One common argument against evolution held (and still holds among the lingering opposition) that small changes within a “basic kind” might occur, producing the range from Chihuahua to Great Dane, or Shetland pony to old dobbin hauling the Budweiser truck. But transitions between types are forbidden
because fundamental novelties cannot arise by evolution. The classic form of this argument holds that since “novel” structures often arise (or so evolutionists claim) from ancestral organs with strikingly different functions, transitional forms would be inviable because they would exist in the never-never land of utter unworkability, with one key function degenerated and another not quite established. To cite a classic case (with an elegant resolution as we shall see), how could reptiles evolve into mammals if bones that articulate the reptilian jaw must evolve to the malleus and incus (hammer and anvil) of the mammalian middle ear (see Essay 6)? No intermediary form could live without a jaw articulation, as the leisurely earward transition occurred. In other words, both the “before” and the “after” make sense as functional organisms, but the “in between” doesn’t work.
Lung and swim bladder represent a classic example of this dilemma, whichever way the sequence proceeded. The organs are homologues, and one presumably evolved to the other. But how could the transitional form have survived, either stuck like a lead weight on the bottom as buoyancy failed, while breathing required access to the surface; or raring to float but gasping for breath?

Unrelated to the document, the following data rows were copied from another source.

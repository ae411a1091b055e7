//! Await-and-reschedule status polling
//!
//! One status check is outstanding at a time: the loop sleeps for the
//! interval, awaits the check, and only then schedules the next one, so slow
//! responses never overlap.

use std::future::Future;
use std::time::Duration;

use kompete_domain::constants::{
    DEFAULT_POLL_INTERVAL_MS, DEFAULT_POLL_MAX_CONSECUTIVE_ERRORS, DEFAULT_POLL_MAX_DURATION_SECS,
    GENERATION_FAILED_MESSAGE,
};
use kompete_domain::{JobStatus, JobStatusResponse, KompeteError, PollingConfig, Result};
use tokio::time::Instant;
use tokio_util::sync::CancellationToken;
use tracing::{debug, warn};

/// Cadence and ceilings of a poll loop
#[derive(Debug, Clone, Copy, PartialEq, Eq)]
pub struct PollerConfig {
    pub interval: Duration,
    /// Wall-clock ceiling measured from the start of the loop.
    pub max_duration: Duration,
    /// Consecutive failed checks tolerated before giving up.
    pub max_consecutive_errors: u32,
}

impl Default for PollerConfig {
    fn default() -> Self {
        Self {
            interval: Duration::from_millis(DEFAULT_POLL_INTERVAL_MS),
            max_duration: Duration::from_secs(DEFAULT_POLL_MAX_DURATION_SECS),
            max_consecutive_errors: DEFAULT_POLL_MAX_CONSECUTIVE_ERRORS,
        }
    }
}

impl From<&PollingConfig> for PollerConfig {
    fn from(config: &PollingConfig) -> Self {
        Self {
            interval: Duration::from_millis(config.interval_ms),
            max_duration: Duration::from_secs(config.max_duration_secs),
            max_consecutive_errors: config.max_consecutive_errors.max(1),
        }
    }
}

/// How a poll loop ended
#[derive(Debug, Clone, PartialEq)]
pub enum PollOutcome<T> {
    /// Job succeeded and its data was fetched.
    Succeeded(T),
    /// Job reported `failed`; carries the backend message or a generic one.
    Failed(String),
    /// The wall-clock ceiling elapsed before a terminal status.
    TimedOut,
    /// Too many consecutive checks failed.
    Unreachable { last_error: KompeteError },
    /// A non-transient error (authentication, or the final data fetch).
    Errored(KompeteError),
    Cancelled,
}

impl<T> PollOutcome<T> {
    pub fn is_cancelled(&self) -> bool {
        matches!(self, Self::Cancelled)
    }
}

/// Polls a job's status endpoint until it reaches a terminal state
#[derive(Debug, Clone, Copy, Default)]
pub struct StatusPoller {
    config: PollerConfig,
}

impl StatusPoller {
    pub fn new(config: PollerConfig) -> Self {
        Self { config }
    }

    pub fn config(&self) -> &PollerConfig {
        &self.config
    }

    /// Run the loop.
    ///
    /// `on_status` observes every successfully checked status, terminal ones
    /// included. On `success`, `fetch` is invoked exactly once; on `failed`
    /// it is never invoked.
    pub async fn poll<T, C, CFut, F, FFut, S>(
        &self,
        mut check: C,
        fetch: F,
        mut on_status: S,
        cancel: &CancellationToken,
    ) -> PollOutcome<T>
    where
        C: FnMut() -> CFut,
        CFut: Future<Output = Result<JobStatusResponse>>,
        F: FnOnce() -> FFut,
        FFut: Future<Output = Result<T>>,
        S: FnMut(JobStatus),
    {
        let started = Instant::now();
        let mut consecutive_errors = 0u32;
        let mut ticks = 0u32;

        loop {
            tokio::select! {
                _ = cancel.cancelled() => return PollOutcome::Cancelled,
                _ = tokio::time::sleep(self.config.interval) => {}
            }

            if started.elapsed() >= self.config.max_duration {
                warn!(
                    ticks,
                    elapsed_secs = started.elapsed().as_secs(),
                    "status polling exceeded its time limit"
                );
                return PollOutcome::TimedOut;
            }

            ticks += 1;
            let checked = tokio::select! {
                _ = cancel.cancelled() => return PollOutcome::Cancelled,
                checked = check() => checked,
            };

            let response = match checked {
                Ok(response) => response,
                Err(err) if !err.is_transient() => {
                    warn!(ticks, error = %err, kind = err.label(), "status polling aborted");
                    return PollOutcome::Errored(err);
                }
                Err(err) => {
                    consecutive_errors += 1;
                    warn!(
                        ticks,
                        consecutive_errors,
                        error = %err,
                        kind = err.label(),
                        "status check failed, retrying"
                    );
                    if consecutive_errors >= self.config.max_consecutive_errors {
                        return PollOutcome::Unreachable { last_error: err };
                    }
                    continue;
                }
            };

            consecutive_errors = 0;
            debug!(ticks, status = %response.status, "status checked");
            on_status(response.status);

            match response.status {
                JobStatus::Success => {
                    return tokio::select! {
                        _ = cancel.cancelled() => PollOutcome::Cancelled,
                        fetched = fetch() => match fetched {
                            Ok(data) => PollOutcome::Succeeded(data),
                            Err(err) => PollOutcome::Errored(err),
                        },
                    };
                }
                JobStatus::Failed => {
                    let message = response
                        .error_message
                        .filter(|m| !m.trim().is_empty())
                        .unwrap_or_else(|| GENERATION_FAILED_MESSAGE.to_string());
                    return PollOutcome::Failed(message);
                }
                _ => {}
            }
        }
    }
}

#[cfg(test)]
mod tests {
    use std::collections::VecDeque;
    use std::sync::atomic::{AtomicUsize, Ordering};
    use std::sync::Arc;

    use parking_lot::Mutex;

    use super::*;

    fn fast() -> StatusPoller {
        StatusPoller::new(PollerConfig {
            interval: Duration::from_millis(3000),
            max_duration: Duration::from_secs(60),
            max_consecutive_errors: 3,
        })
    }

    fn scripted(
        script: Vec<Result<JobStatusResponse>>,
    ) -> (Arc<AtomicUsize>, impl FnMut() -> futures::future::Ready<Result<JobStatusResponse>>) {
        let calls = Arc::new(AtomicUsize::new(0));
        let queue = Arc::new(Mutex::new(VecDeque::from(script)));
        let counter = calls.clone();
        let check = move || {
            counter.fetch_add(1, Ordering::SeqCst);
            let next = queue
                .lock()
                .pop_front()
                .unwrap_or_else(|| Ok(JobStatusResponse::new(JobStatus::Generating)));
            futures::future::ready(next)
        };
        (calls, check)
    }

    #[tokio::test(start_paused = true)]
    async fn failed_without_message_uses_generic_text() {
        let (_, check) = scripted(vec![Ok(JobStatusResponse::new(JobStatus::Failed))]);
        let outcome = fast()
            .poll(check, || async { Ok(()) }, |_| {}, &CancellationToken::new())
            .await;
        assert_eq!(outcome, PollOutcome::Failed(GENERATION_FAILED_MESSAGE.to_string()));
    }

    #[tokio::test(start_paused = true)]
    async fn transient_errors_are_retried_then_reset() {
        let (calls, check) = scripted(vec![
            Err(KompeteError::Network("reset".into())),
            Err(KompeteError::Network("reset".into())),
            Ok(JobStatusResponse::new(JobStatus::Comparing)),
            Err(KompeteError::Network("reset".into())),
            Ok(JobStatusResponse::new(JobStatus::Success)),
        ]);
        let outcome = fast().poll(check, || async { Ok(7) }, |_| {}, &CancellationToken::new()).await;
        assert_eq!(outcome, PollOutcome::Succeeded(7));
        assert_eq!(calls.load(Ordering::SeqCst), 5);
    }

    #[tokio::test(start_paused = true)]
    async fn persistent_errors_stop_the_loop() {
        let (calls, check) = scripted(
            (0..10).map(|_| Err(KompeteError::Backend("Request failed".into()))).collect(),
        );
        let outcome = fast().poll(check, || async { Ok(()) }, |_| {}, &CancellationToken::new()).await;
        assert!(matches!(outcome, PollOutcome::Unreachable { .. }));
        assert_eq!(calls.load(Ordering::SeqCst), 3);
    }

    #[tokio::test(start_paused = true)]
    async fn auth_error_aborts_immediately() {
        let (calls, check) = scripted(vec![Err(KompeteError::Auth("expired".into()))]);
        let outcome = fast().poll(check, || async { Ok(()) }, |_| {}, &CancellationToken::new()).await;
        assert!(matches!(outcome, PollOutcome::Errored(ref e) if e.is_auth()));
        assert_eq!(calls.load(Ordering::SeqCst), 1);
    }

    #[tokio::test(start_paused = true)]
    async fn never_terminal_job_times_out() {
        let (calls, check) = scripted(Vec::new());
        let outcome = fast().poll(check, || async { Ok(()) }, |_| {}, &CancellationToken::new()).await;
        assert_eq!(outcome, PollOutcome::TimedOut);
        assert_eq!(calls.load(Ordering::SeqCst), 19);
    }

    #[tokio::test(start_paused = true)]
    async fn cancellation_stops_between_ticks() {
        let (calls, check) = scripted(Vec::new());
        let cancel = CancellationToken::new();
        let trigger = cancel.clone();
        tokio::spawn(async move {
            tokio::time::sleep(Duration::from_millis(7000)).await;
            trigger.cancel();
        });

        let outcome = fast().poll(check, || async { Ok(()) }, |_| {}, &cancel).await;
        assert!(outcome.is_cancelled());
        assert_eq!(calls.load(Ordering::SeqCst), 2);
    }

    #[tokio::test(start_paused = true)]
    async fn slow_checks_never_overlap() {
        let in_flight = Arc::new(AtomicUsize::new(0));
        let peak = Arc::new(AtomicUsize::new(0));
        let starts = Arc::new(Mutex::new(Vec::new()));
        let check = {
            let (in_flight, peak, starts) = (in_flight.clone(), peak.clone(), starts.clone());
            move || {
                let (in_flight, peak, starts) = (in_flight.clone(), peak.clone(), starts.clone());
                async move {
                    let now = in_flight.fetch_add(1, Ordering::SeqCst) + 1;
                    peak.fetch_max(now, Ordering::SeqCst);
                    starts.lock().push(Instant::now());
                    tokio::time::sleep(Duration::from_millis(5000)).await;
                    in_flight.fetch_sub(1, Ordering::SeqCst);
                    let status = if starts.lock().len() == 4 {
                        JobStatus::Success
                    } else {
                        JobStatus::Comparing
                    };
                    Ok(JobStatusResponse::new(status))
                }
            }
        };

        let outcome = fast().poll(check, || async { Ok(()) }, |_| {}, &CancellationToken::new()).await;

        assert_eq!(outcome, PollOutcome::Succeeded(()));
        assert_eq!(peak.load(Ordering::SeqCst), 1);
        let starts = starts.lock().clone();
        assert_eq!(starts.len(), 4);
        for pair in starts.windows(2) {
            assert_eq!(pair[1] - pair[0], Duration::from_millis(8000));
        }
    }

    #[test]
    fn config_conversion_clamps_error_ceiling() {
        let config = PollerConfig::from(&PollingConfig {
            interval_ms: 500,
            max_duration_secs: 10,
            max_consecutive_errors: 0,
        });
        assert_eq!(config.interval, Duration::from_millis(500));
        assert_eq!(config.max_consecutive_errors, 1);
    }
}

Darwin begins by warning us against a priori claims of impossibility in principle, for multifarious nature so often gets the last laugh over this particular form of human vanity: “We should be extremely cautious in concluding that an organ could not have been formed by transitional gradations of some kind.” Darwin’s ingenious solution involves a double linkage of one-for-two, with two-for-one—mysterious when stated so abstractly but beautifully simple by illustration, with lungs and swim bladders as a primary example. First, Darwin tells us, single organs often perform more than one function—one-for-two:
Numerous cases could be given…of the same organ performing at the same time wholly distinct functions…. In such cases natural selection might easily specialize, if any advantage were thus gained, a part or organ, which had performed two functions, for one function alone, and thus wholly change its nature by insensible steps.